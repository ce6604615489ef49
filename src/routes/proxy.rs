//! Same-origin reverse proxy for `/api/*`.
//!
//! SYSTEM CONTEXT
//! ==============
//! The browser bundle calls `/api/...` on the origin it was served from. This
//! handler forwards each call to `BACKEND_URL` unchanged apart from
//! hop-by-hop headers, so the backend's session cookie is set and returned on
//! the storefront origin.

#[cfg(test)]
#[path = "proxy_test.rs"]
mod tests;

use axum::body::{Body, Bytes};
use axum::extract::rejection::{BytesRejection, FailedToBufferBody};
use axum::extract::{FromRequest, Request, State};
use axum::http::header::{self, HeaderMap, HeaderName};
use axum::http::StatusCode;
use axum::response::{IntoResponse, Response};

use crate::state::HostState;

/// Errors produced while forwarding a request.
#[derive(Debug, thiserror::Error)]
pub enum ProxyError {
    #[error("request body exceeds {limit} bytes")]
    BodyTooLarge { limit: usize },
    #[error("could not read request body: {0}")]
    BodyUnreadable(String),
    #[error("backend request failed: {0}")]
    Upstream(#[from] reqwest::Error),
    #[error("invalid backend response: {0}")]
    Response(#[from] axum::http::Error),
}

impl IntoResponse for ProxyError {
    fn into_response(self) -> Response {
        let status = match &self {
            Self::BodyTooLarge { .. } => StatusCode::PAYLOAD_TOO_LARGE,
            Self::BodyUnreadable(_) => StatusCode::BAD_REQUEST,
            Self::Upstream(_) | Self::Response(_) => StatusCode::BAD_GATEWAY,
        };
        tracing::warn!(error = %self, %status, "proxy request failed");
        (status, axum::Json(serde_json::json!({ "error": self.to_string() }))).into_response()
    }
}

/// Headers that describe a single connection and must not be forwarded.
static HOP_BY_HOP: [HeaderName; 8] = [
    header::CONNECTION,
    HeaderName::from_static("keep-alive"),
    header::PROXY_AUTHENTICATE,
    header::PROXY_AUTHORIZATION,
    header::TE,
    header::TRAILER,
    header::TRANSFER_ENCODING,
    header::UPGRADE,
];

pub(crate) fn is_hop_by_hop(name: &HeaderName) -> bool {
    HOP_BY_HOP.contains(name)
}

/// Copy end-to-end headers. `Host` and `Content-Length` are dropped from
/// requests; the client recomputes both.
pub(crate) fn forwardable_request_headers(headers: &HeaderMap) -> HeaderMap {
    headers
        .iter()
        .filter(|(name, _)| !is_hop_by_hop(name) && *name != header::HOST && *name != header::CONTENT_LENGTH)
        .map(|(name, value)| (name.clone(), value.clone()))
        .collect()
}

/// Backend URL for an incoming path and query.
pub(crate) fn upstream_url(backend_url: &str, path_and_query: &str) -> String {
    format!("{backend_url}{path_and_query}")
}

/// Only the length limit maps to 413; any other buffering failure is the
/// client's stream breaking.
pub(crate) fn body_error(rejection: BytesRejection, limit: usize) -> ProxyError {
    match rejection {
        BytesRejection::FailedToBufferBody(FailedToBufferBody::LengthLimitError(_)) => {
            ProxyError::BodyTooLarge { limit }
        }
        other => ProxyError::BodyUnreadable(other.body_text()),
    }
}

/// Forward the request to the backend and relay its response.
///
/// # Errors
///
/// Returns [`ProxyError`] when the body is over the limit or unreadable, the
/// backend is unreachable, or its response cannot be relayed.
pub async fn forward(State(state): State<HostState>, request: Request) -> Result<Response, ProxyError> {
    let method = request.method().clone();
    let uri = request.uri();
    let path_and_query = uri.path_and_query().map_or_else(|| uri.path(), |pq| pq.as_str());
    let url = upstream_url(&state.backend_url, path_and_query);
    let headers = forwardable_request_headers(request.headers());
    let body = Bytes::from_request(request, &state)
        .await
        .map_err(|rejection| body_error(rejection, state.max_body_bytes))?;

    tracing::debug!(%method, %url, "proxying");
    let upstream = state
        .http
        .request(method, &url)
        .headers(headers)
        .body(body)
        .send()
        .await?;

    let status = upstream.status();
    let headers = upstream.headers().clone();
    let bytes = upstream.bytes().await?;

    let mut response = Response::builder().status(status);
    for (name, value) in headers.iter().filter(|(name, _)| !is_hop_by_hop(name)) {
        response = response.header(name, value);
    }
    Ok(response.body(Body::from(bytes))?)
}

-.-.-

## WORK ITEM
Repeat precisely, and with nothing added, every line from the one containing "let upstream = state" to the last line of the listing above.

## EXPECTED ANSWER
    let upstream = state
        .http
        .request(method, &url)
        .headers(headers)
        .body(body)
        .send()
        .await?;

    let status = upstream.status();
    let headers = upstream.headers().clone();
    let bytes = upstream.bytes().await?;

    let mut response = Response::builder().status(status);
    for (name, value) in headers.iter().filter(|(name, _)| !is_hop_by_hop(name)) {
        response = response.header(name, value);
    }
    Ok(response.body(Body::from(bytes))?)
}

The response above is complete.